+++ EXERCISE DATA +++

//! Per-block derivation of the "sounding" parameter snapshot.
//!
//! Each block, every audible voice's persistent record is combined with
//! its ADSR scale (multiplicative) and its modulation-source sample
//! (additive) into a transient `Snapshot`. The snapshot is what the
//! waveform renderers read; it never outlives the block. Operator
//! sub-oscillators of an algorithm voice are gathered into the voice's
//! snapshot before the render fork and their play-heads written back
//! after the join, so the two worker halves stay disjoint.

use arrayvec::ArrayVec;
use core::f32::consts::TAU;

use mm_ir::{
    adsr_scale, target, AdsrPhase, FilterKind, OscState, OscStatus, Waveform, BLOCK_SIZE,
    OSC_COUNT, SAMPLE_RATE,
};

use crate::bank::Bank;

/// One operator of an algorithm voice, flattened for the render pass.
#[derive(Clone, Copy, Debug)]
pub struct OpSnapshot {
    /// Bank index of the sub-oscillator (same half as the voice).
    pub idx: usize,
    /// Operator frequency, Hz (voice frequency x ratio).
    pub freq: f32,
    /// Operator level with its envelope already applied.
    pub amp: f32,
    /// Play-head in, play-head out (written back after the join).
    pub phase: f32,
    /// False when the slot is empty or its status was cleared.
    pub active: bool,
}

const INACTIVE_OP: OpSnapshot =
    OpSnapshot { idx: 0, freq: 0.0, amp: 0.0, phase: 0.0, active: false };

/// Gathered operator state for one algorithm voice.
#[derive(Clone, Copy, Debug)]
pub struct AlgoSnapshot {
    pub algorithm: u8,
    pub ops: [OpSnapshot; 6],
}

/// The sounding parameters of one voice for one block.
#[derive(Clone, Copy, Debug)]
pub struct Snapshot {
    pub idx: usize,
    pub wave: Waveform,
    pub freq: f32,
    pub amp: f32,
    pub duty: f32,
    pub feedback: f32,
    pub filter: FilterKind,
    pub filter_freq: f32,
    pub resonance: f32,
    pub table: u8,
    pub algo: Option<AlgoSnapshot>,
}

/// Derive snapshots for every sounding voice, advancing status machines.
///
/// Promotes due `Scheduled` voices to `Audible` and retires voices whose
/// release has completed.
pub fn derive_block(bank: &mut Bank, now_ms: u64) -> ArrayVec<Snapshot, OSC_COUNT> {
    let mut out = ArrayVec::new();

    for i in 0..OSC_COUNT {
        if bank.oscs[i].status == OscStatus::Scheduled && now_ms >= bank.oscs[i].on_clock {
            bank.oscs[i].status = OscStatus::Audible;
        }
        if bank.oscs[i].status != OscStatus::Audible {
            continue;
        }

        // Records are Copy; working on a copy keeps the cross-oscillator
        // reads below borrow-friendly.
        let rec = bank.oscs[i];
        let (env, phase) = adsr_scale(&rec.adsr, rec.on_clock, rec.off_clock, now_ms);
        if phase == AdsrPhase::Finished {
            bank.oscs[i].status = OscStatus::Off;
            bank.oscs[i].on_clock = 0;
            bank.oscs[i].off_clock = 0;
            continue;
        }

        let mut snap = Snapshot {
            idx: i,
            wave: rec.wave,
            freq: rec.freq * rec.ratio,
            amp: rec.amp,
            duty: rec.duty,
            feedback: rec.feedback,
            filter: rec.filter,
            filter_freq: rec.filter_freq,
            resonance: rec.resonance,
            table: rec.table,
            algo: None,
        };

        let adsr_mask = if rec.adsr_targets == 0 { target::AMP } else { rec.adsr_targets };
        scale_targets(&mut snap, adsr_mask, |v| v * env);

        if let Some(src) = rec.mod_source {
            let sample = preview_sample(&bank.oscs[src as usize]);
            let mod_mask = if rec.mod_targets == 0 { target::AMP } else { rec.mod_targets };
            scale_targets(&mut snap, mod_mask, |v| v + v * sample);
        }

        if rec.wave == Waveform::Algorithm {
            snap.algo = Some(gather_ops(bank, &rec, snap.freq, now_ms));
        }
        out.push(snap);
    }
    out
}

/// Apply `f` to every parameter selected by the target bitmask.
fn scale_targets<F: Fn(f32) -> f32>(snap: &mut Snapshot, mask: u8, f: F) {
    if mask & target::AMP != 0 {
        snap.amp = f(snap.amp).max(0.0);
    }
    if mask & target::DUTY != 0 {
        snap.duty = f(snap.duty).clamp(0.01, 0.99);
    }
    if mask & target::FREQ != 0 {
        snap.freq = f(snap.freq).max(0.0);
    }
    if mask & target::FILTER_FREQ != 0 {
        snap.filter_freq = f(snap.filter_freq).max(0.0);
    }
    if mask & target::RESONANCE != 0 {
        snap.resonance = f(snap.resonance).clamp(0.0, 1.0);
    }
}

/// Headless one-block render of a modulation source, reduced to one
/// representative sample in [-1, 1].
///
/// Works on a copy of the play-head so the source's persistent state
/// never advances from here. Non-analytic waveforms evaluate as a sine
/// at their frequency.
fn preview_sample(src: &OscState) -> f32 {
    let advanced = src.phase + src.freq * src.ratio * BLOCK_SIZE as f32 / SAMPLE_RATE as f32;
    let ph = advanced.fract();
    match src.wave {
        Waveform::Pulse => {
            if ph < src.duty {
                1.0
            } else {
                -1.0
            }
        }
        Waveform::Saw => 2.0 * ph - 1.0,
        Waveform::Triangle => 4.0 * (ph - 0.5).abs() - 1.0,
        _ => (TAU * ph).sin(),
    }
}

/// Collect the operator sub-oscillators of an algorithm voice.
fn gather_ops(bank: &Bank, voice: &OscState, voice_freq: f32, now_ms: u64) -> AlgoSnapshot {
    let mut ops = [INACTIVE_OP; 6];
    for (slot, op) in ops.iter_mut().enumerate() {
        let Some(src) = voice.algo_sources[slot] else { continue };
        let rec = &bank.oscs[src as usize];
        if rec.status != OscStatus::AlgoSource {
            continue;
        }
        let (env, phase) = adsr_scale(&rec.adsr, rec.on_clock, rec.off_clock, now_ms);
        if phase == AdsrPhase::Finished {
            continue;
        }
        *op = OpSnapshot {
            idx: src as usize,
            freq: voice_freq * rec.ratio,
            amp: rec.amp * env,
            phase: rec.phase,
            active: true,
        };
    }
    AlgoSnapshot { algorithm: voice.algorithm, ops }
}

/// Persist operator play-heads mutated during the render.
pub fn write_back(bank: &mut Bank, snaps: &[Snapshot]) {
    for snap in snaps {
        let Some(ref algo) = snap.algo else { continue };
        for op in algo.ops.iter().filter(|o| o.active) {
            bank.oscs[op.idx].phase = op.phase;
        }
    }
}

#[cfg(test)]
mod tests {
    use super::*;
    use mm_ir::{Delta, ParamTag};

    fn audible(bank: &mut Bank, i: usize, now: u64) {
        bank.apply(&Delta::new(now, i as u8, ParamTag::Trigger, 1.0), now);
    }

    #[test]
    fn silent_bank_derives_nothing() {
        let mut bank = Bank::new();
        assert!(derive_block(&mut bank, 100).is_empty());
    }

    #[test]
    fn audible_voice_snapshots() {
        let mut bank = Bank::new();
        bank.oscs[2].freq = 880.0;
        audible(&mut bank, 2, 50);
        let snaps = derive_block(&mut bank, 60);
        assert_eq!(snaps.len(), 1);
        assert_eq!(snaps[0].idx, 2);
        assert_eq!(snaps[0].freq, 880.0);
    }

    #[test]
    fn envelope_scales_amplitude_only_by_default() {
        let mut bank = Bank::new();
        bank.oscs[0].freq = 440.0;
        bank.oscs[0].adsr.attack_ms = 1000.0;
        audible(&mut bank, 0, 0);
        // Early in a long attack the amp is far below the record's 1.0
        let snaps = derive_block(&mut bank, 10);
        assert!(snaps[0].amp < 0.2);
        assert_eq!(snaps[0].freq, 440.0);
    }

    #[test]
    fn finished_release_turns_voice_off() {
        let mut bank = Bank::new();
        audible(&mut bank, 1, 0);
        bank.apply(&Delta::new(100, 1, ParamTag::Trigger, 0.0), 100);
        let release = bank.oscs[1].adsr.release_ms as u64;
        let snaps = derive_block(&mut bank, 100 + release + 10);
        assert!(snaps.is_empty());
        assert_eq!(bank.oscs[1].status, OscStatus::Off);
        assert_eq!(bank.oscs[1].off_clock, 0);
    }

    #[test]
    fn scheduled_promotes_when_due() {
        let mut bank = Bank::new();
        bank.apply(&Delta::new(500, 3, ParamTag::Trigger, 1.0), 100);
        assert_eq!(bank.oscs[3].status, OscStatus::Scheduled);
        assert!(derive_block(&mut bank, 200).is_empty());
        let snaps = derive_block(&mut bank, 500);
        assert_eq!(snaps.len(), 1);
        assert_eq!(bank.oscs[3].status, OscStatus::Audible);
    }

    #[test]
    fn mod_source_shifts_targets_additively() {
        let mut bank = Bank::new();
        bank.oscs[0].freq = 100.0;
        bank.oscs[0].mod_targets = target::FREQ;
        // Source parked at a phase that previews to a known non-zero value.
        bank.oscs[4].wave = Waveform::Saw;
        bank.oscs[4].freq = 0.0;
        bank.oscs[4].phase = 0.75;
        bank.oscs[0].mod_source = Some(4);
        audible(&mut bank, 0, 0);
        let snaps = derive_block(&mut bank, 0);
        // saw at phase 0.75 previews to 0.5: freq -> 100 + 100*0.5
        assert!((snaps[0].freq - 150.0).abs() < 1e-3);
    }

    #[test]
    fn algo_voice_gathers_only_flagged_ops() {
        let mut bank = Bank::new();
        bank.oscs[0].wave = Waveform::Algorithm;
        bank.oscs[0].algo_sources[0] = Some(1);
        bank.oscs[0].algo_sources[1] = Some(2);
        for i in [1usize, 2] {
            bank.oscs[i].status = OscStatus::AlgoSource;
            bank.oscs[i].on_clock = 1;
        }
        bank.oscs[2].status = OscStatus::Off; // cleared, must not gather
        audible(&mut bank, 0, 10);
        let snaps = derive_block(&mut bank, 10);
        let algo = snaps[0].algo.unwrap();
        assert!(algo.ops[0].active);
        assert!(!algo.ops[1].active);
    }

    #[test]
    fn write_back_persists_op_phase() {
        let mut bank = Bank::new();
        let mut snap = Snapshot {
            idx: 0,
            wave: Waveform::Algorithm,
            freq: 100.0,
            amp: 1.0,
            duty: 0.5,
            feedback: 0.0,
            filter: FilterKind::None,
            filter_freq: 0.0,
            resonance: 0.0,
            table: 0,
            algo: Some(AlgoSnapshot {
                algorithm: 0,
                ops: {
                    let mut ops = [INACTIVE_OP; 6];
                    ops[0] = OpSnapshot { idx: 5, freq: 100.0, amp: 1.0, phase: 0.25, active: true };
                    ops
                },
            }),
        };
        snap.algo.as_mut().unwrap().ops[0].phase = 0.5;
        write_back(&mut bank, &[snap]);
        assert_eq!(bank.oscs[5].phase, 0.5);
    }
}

+++

DIRECTIONS >> Going down from the first line of the entries above, restate each line word for word until the line holding "its modulation-source sample" is done.

RESULT >>
//! Per-block derivation of the "sounding" parameter snapshot.
//!
//! Each block, every audible voice's persistent record is combined with
//! its ADSR scale (multiplicative) and its modulation-source sample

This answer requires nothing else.